I wont have all that needs to be in here, I have been putting it off.
On Mikes birthday we talked. I stood up for what I believed in, I wasnt able to talk to him before he started doing what we always did. I stoped him. I was written out of his life.
I feel like a butt face for a letter I wrote him, asking him to talk to his bishop or my bishop will find his and he has already talked to him. He is leaving and I will never see him again.
It kills me to know the results of choices we make, even more so knowing I get to stay here at school, and he is sent home.
He was already talking with his homeward bishop. He he told him to stop, but he wasnt ready, I changed before he wanted me to.
He is packing up and leaving.
He says it is all whatever.
Hey says I ripped his heart out .. I say whatever. He destroyed me so many times, and from the blogs over the last year .. you all know that. But that is what hurts the most "you ripped my heart out". That is the last of the messages he sent to me "It's better if you go your way and I go mine" He knows what to say to hurt me of just to get me to feel whatever he wants me to feel and it works every time.
It still hurts me deep down inside and now I am having fault issues, blaiming myself.
All I ever wanted was to be with Mike. And now I will never see him again.
Everything happens for a reason.
The Lord has his plans and knows all that will happen. Everything is to make us who we are and make us stronger. Every experince is to help us learn and help us grow.
So ladies and gentelmen, I wouldnt be supprised if this is the last post about Michael Parkes. The closest I have ever been to being in love with a guy. He had my heart, he did. I know I have his forgiveness and I cna start building everything again. Will I ever forget him, no I wont. He will always have that place in my heart. No matter how much my friends and everyone hated him, he was a truly amazing guy that I did respect a lot.
Here is to a new beginning. Who knows what Heavenly Father has in store for me. I do know for a fact that he wants me here, or I would be home as well.
Happy Mothers day.
I love you mommy. I am sorry for all the dumb things that I have done that has made you asshamed of me, but you never stoped loving me.
Everything good that I am I have learned from watching you.
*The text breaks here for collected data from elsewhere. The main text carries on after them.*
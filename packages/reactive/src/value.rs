use crate::observer::{ArrayRef, ObjectRef};
use std::fmt;
use std::rc::Rc;

/// Native function value, callable from expressions
#[derive(Clone)]
pub struct Function(Rc<dyn Fn(&[Value]) -> Value>);

impl Function {
    pub fn new(f: impl Fn(&[Value]) -> Value + 'static) -> Self {
        Self(Rc::new(f))
    }

    pub fn call(&self, args: &[Value]) -> Value {
        (self.0)(args)
    }

    pub fn ptr_eq(&self, other: &Function) -> bool {
        Rc::ptr_eq(&self.0, &other.0)
    }
}

impl fmt::Debug for Function {
    fn fmt(&self, f: &mut fmt::Formatter<'_>) -> fmt::Result {
        write!(f, "Function")
    }
}

/// Dynamically typed value held by scopes and observed objects
#[derive(Clone, Default)]
pub enum Value {
    #[default]
    Undefined,
    Null,
    Bool(bool),
    Number(f64),
    String(String),
    Array(ArrayRef),
    Object(ObjectRef),
    Function(Function),
}

impl Value {
    pub fn is_truthy(&self) -> bool {
        match self {
            Value::Undefined | Value::Null => false,
            Value::Bool(b) => *b,
            Value::Number(n) => *n != 0.0 && !n.is_nan(),
            Value::String(s) => !s.is_empty(),
            Value::Array(_) | Value::Object(_) | Value::Function(_) => true,
        }
    }

    pub fn is_nullish(&self) -> bool {
        matches!(self, Value::Undefined | Value::Null)
    }

    pub fn type_of(&self) -> &'static str {
        match self {
            Value::Undefined => "undefined",
            Value::Null | Value::Array(_) | Value::Object(_) => "object",
            Value::Bool(_) => "boolean",
            Value::Number(_) => "number",
            Value::String(_) => "string",
            Value::Function(_) => "function",
        }
    }

    pub fn as_str(&self) -> Option<&str> {
        match self {
            Value::String(s) => Some(s),
            _ => None,
        }
    }

    pub fn as_number(&self) -> Option<f64> {
        match self {
            Value::Number(n) => Some(*n),
            _ => None,
        }
    }

    pub fn as_array(&self) -> Option<&ArrayRef> {
        match self {
            Value::Array(a) => Some(a),
            _ => None,
        }
    }

    pub fn as_object(&self) -> Option<&ObjectRef> {
        match self {
            Value::Object(o) => Some(o),
            _ => None,
        }
    }

    /// Numeric coercion
    pub fn to_number(&self) -> f64 {
        match self {
            Value::Undefined => f64::NAN,
            Value::Null => 0.0,
            Value::Bool(b) => {
                if *b {
                    1.0
                } else {
                    0.0
                }
            }
            Value::Number(n) => *n,
            Value::String(s) => parse_number(s),
            Value::Array(a) => {
                let items = a.snapshot();
                match items.as_slice() {
                    [] => 0.0,
                    [single] => single.to_number(),
                    _ => f64::NAN,
                }
            }
            Value::Object(_) | Value::Function(_) => f64::NAN,
        }
    }

    /// Identity comparison used to detect no-op writes (NaN equals itself)
    pub fn same_value(&self, other: &Value) -> bool {
        match (self, other) {
            (Value::Number(a), Value::Number(b)) => a == b || (a.is_nan() && b.is_nan()),
            _ => self.strict_eq(other),
        }
    }

    /// `===`
    pub fn strict_eq(&self, other: &Value) -> bool {
        match (self, other) {
            (Value::Undefined, Value::Undefined) | (Value::Null, Value::Null) => true,
            (Value::Bool(a), Value::Bool(b)) => a == b,
            (Value::Number(a), Value::Number(b)) => a == b,
            (Value::String(a), Value::String(b)) => a == b,
            (Value::Array(a), Value::Array(b)) => a.ptr_eq(b),
            (Value::Object(a), Value::Object(b)) => a.ptr_eq(b),
            (Value::Function(a), Value::Function(b)) => a.ptr_eq(b),
            _ => false,
        }
    }

    /// `==`
    pub fn loose_eq(&self, other: &Value) -> bool {
        match (self, other) {
            (a, b) if a.is_nullish() && b.is_nullish() => true,
            (a, b) if a.is_nullish() || b.is_nullish() => false,
            (Value::String(a), Value::String(b)) => a == b,
            (Value::Array(_) | Value::Object(_), Value::Array(_) | Value::Object(_)) => {
                self.strict_eq(other)
            }
            (Value::Array(_) | Value::Object(_), primitive) => {
                Value::String(self.to_string()).loose_eq(primitive)
            }
            (primitive, Value::Array(_) | Value::Object(_)) => {
                primitive.loose_eq(&Value::String(other.to_string()))
            }
            (Value::Function(_), _) | (_, Value::Function(_)) => self.strict_eq(other),
            _ => self.to_number() == other.to_number(),
        }
    }

    /// Build an unobserved value tree from JSON
    pub fn from_json(json: &serde_json::Value) -> Value {
        match json {
            serde_json::Value::Null => Value::Null,
            serde_json::Value::Bool(b) => Value::Bool(*b),
            serde_json::Value::Number(n) => Value::Number(n.as_f64().unwrap_or(f64::NAN)),
            serde_json::Value::String(s) => Value::String(s.clone()),
            serde_json::Value::Array(items) => {
                Value::Array(ArrayRef::new(items.iter().map(Value::from_json).collect()))
            }
            serde_json::Value::Object(map) => Value::Object(ObjectRef::from_iter(
                map.iter().map(|(k, v)| (k.clone(), Value::from_json(v))),
            )),
        }
    }

    /// Snapshot as JSON without subscribing to anything
    pub fn to_json(&self) -> serde_json::Value {
        match self {
            Value::Undefined | Value::Null | Value::Function(_) => serde_json::Value::Null,
            Value::Bool(b) => serde_json::Value::Bool(*b),
            Value::Number(n) if n.fract() == 0.0 && n.abs() < 9_007_199_254_740_992.0 => {
                serde_json::Value::from(*n as i64)
            }
            Value::Number(n) => serde_json::Number::from_f64(*n)
                .map(serde_json::Value::Number)
                .unwrap_or(serde_json::Value::Null),
            Value::String(s) => serde_json::Value::String(s.clone()),
            Value::Array(a) => {
                serde_json::Value::Array(a.snapshot().iter().map(Value::to_json).collect())
            }
            Value::Object(o) => serde_json::Value::Object(
                o.snapshot()
                    .into_iter()
                    .filter(|(_, v)| !matches!(v, Value::Function(_) | Value::Undefined))
                    .map(|(k, v)| (k, v.to_json()))
                    .collect(),
            ),
        }
    }
}

fn parse_number(s: &str) -> f64 {
    let trimmed = s.trim();
    match trimmed {
        "" => 0.0,
        "Infinity" | "+Infinity" => f64::INFINITY,
        "-Infinity" => f64::NEG_INFINITY,
        _ if trimmed.starts_with("0x") || trimmed.starts_with("0X") => {
            i64::from_str_radix(&trimmed[2..], 16)
                .map(|n| n as f64)
                .unwrap_or(f64::NAN)
        }
        // str::parse would accept "inf" and "nan"
        _ if trimmed.chars().any(|c| c.is_ascii_alphabetic() && c != 'e' && c != 'E') => f64::NAN,
        _ => trimmed.parse::<f64>().unwrap_or(f64::NAN),
    }
}

/// Number to string the way the template language prints it
pub fn format_number(n: f64) -> String {
    if n.is_nan() {
        return "NaN".to_string();
    }
    if n.is_infinite() {
        return if n > 0.0 { "Infinity" } else { "-Infinity" }.to_string();
    }
    if n == 0.0 {
        return "0".to_string();
    }
    let abs = n.abs();
    if !(1e-6..1e21).contains(&abs) {
        let formatted = format!("{:e}", n);
        return match formatted.split_once('e') {
            Some((mantissa, exp)) if !exp.starts_with('-') => format!("{}e+{}", mantissa, exp),
            _ => formatted,
        };
    }
    format!("{}", n)
}

impl fmt::Display for Value {
    fn fmt(&self, f: &mut fmt::Formatter<'_>) -> fmt::Result {
        match self {
            Value::Undefined => write!(f, "undefined"),
            Value::Null => write!(f, "null"),
            Value::Bool(b) => write!(f, "{}", b),
            Value::Number(n) => write!(f, "{}", format_number(*n)),
            Value::String(s) => write!(f, "{}", s),
            Value::Array(a) => {
                let parts: Vec<String> = a
                    .snapshot()
                    .iter()
                    .map(|v| if v.is_nullish() { String::new() } else { v.to_string() })
                    .collect();
                write!(f, "{}", parts.join(","))
            }
            Value::Object(_) => write!(f, "[object Object]"),
            Value::Function(_) => write!(f, "function"),
        }
    }
}

impl fmt::Debug for Value {
    fn fmt(&self, f: &mut fmt::Formatter<'_>) -> fmt::Result {
        match self {
            Value::Undefined => write!(f, "Undefined"),
            Value::Null => write!(f, "Null"),
            Value::Bool(b) => write!(f, "Bool({})", b),
            Value::Number(n) => write!(f, "Number({})", n),
            Value::String(s) => write!(f, "String({:?})", s),
            Value::Array(a) => f.debug_list().entries(a.snapshot()).finish(),
            Value::Object(o) => f.debug_map().entries(o.snapshot()).finish(),
            Value::Function(func) => func.fmt(f),
        }
    }
}

impl PartialEq for Value {
    fn eq(&self, other: &Self) -> bool {
        self.strict_eq(other)
    }
}

impl From<bool> for Value {
    fn from(b: bool) -> Self {
        Value::Bool(b)
    }
}

impl From<f64> for Value {
    fn from(n: f64) -> Self {
        Value::Number(n)
    }
}

impl From<i64> for Value {
    fn from(n: i64) -> Self {
        Value::Number(n as f64)
    }
}

impl From<usize> for Value {
    fn from(n: usize) -> Self {
        Value::Number(n as f64)
    }
}

impl From<&str> for Value {
    fn from(s: &str) -> Self {
        Value::String(s.to_string())
    }
}

impl From<String> for Value {
    fn from(s: String) -> Self {
        Value::String(s)
    }
}

impl From<ObjectRef> for Value {
    fn from(o: ObjectRef) -> Self {
        Value::Object(o)
    }
}

impl From<ArrayRef> for Value {
    fn from(a: ArrayRef) -> Self {
        Value::Array(a)
    }
}

impl From<serde_json::Value> for Value {
    fn from(json: serde_json::Value) -> Self {
        Value::from_json(&json)
    }
}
You have been such an exsample to me. I'm sorry that I havent talked you you about any of this stuff, you really should know, and yet I have shut you out of my life, and took my stress out on you today. Mom I love you more than anything, I really do, I am so happy that you are my mom, I couldnt ask for another.
My life is a mess right now, school wise, it is a good thing I have things cleaned up so the only stress I have is school, and yes I am way stressed. But I know my Heavenly Father is there.